Topics
More on Policy and Legislation

ACOs that take on downside risk save Medicare money, but the majority would rather leave

Recent survey shows 71 percent of ACOs would likely leave Medicare Shared Savings Program if required to move to a two-sided model.

Susan Morse, Executive Editor

Centers for Medicare and Medicaid Services Administrator Seema Verma told a group of hospital executives and administrators that taking on downside risk is the way to take cost out of the Medicare system.

But the majority of providers in accountable care organizations have said that if they were required to bear the financial burden of two-sided risk, they would  drop out of the Medicare Shared Savings Program ACO, a recent survey shows.

Some ACOs that have taken on downside risk have shown significant savings to the Medicare program while advancing quality, Verma said Monday during the American Hospital Association's annual membership meeting. This is in contrast to those ACOs that have not moved to downside risk and are increasing Medicare spending, she said. 

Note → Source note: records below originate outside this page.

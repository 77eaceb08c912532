use std::pin::Pin;
use std::task::{Context, Poll};

use futures::channel::mpsc;
use futures::future::{self, BoxFuture};
use futures::stream::{self, Stream};
use futures::{FutureExt, StreamExt};
use rv_lang::JoinStrategy;
use serde_json::Value;

use super::{Event, EventStream, Transform};
use crate::engine::Scope;
use crate::error::EvalError;

/// Copy every value of `input` to `n` taps. The returned driver pulls the
/// input and must be polled for the taps to make progress; it stops after
/// the first error (delivered to every tap) or once every tap is dropped.
pub fn multicast(input: EventStream, n: usize) -> (BoxFuture<'static, ()>, Vec<EventStream>) {
    let (senders, taps): (Vec<_>, Vec<_>) = (0..n)
        .map(|_| {
            let (tx, rx) = mpsc::unbounded();
            (tx, rx.boxed())
        })
        .unzip();
    let driver = async move {
        let mut input = input;
        while let Some(item) = input.next().await {
            let item = item.and_then(|event| event.into_data("fork"));
            let failed = item.is_err();
            for tx in &senders {
                let _ = tx.unbounded_send(item.clone().map(Event::Data));
            }
            if failed || senders.iter().all(|tx| tx.is_closed()) {
                break;
            }
        }
    }
    .boxed();
    (driver, taps)
}

/// An output stream that also drives a side future on every poll.
pub struct Driven {
    driver: Option<BoxFuture<'static, ()>>,
    output: EventStream,
}

impl Driven {
    pub fn new(driver: BoxFuture<'static, ()>, output: EventStream) -> Self {
        Self {
            driver: Some(driver),
            output,
        }
    }
}

impl Stream for Driven {
    type Item = super::EventResult;

    fn poll_next(mut self: Pin<&mut Self>, cx: &mut Context<'_>) -> Poll<Option<Self::Item>> {
        let this = &mut *self;
        if let Some(driver) = this.driver.as_mut()
            && driver.poll_unpin(cx).is_ready()
        {
            this.driver = None;
        }
        this.output.poll_next_unpin(cx)
    }
}

// ---------------------------------------------------------------------------
// Join strategies
// ---------------------------------------------------------------------------

/// Interleave branch outputs as they arrive.
pub fn merge_all(streams: Vec<EventStream>) -> EventStream {
    stream::select_all(streams).boxed()
}

/// Branch outputs one after another.
pub fn concat_all(streams: Vec<EventStream>) -> EventStream {
    stream::iter(streams).flatten().boxed()
}

/// One array per round holding the next value of every branch. Ends with
/// the shortest branch.
pub fn zip_all(streams: Vec<EventStream>) -> EventStream {
    stream::unfold(streams, |mut streams| async move {
        if streams.is_empty() {
            return None;
        }
        let items = future::join_all(streams.iter_mut().map(|s| s.next())).await;
        let mut row = Vec::with_capacity(items.len());
        for item in items {
            match item? {
                Ok(Event::Data(v)) => row.push(v),
                Ok(Event::Group(_)) => {
                    let err = EvalError::UnexpectedGroup { stage: "zip".into() };
                    return Some((Err(err), streams));
                }
                Err(e) => return Some((Err(e), streams)),
            }
        }
        Some((Ok(Event::Data(Value::Array(row))), streams))
    })
    .boxed()
}

enum Race {
    Running(Vec<EventStream>),
    Won(EventStream),
}

/// The first branch to emit wins and the others are dropped. Branches that
/// complete without emitting leave the race.
pub fn race(streams: Vec<EventStream>) -> EventStream {
    stream::unfold(Race::Running(streams), |state| async move {
        match state {
            Race::Won(mut winner) => {
                let item = winner.next().await?;
                Some((item, Race::Won(winner)))
            }
            Race::Running(mut streams) => loop {
                if streams.is_empty() {
                    return None;
                }
                let (item, index) = {
                    let (item, index, rest) =
                        future::select_all(streams.iter_mut().map(|s| s.next())).await;
                    drop(rest);
                    (item, index)
                };
                let branch = streams.swap_remove(index);
                if let Some(item) = item {
                    return Some((item, Race::Won(branch)));
                }
            },
        }
    })
    .boxed()
}

/// Run every branch over a copy of `input` and join their outputs.
pub fn fork(
    input: EventStream,
    scope: Scope,
    branches: &[Transform],
    join: JoinStrategy,
) -> EventStream {
    let (driver, taps) = multicast(input, branches.len());
    let outputs: Vec<EventStream> = branches
        .iter()
        .zip(taps)
        .map(|(branch, tap)| branch.apply(tap, scope.clone()))
        .collect();
    let joined = match join {
        JoinStrategy::Merge => merge_all(outputs),
        JoinStrategy::Zip => zip_all(outputs),
        JoinStrategy::Race => race(outputs),
        JoinStrategy::Concat => concat_all(outputs),
    };
    Driven::new(driver, joined).boxed()
}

"And even more concerning, these ACOs are actually increasing Medicare spending, and the presence of these 'upside-only' tracks may be encouraging consolidation in the marketplace, reducing competition and choice for our beneficiaries," she said. "While we understand that systems need time to adjust, our system cannot afford to continue with models that are not producing results."

The Center for Medicare and Medicaid Innovation is developing new models, is looking at others launched under the previous administration, including ACOs, and will continue to move to a value-based system, Verma said.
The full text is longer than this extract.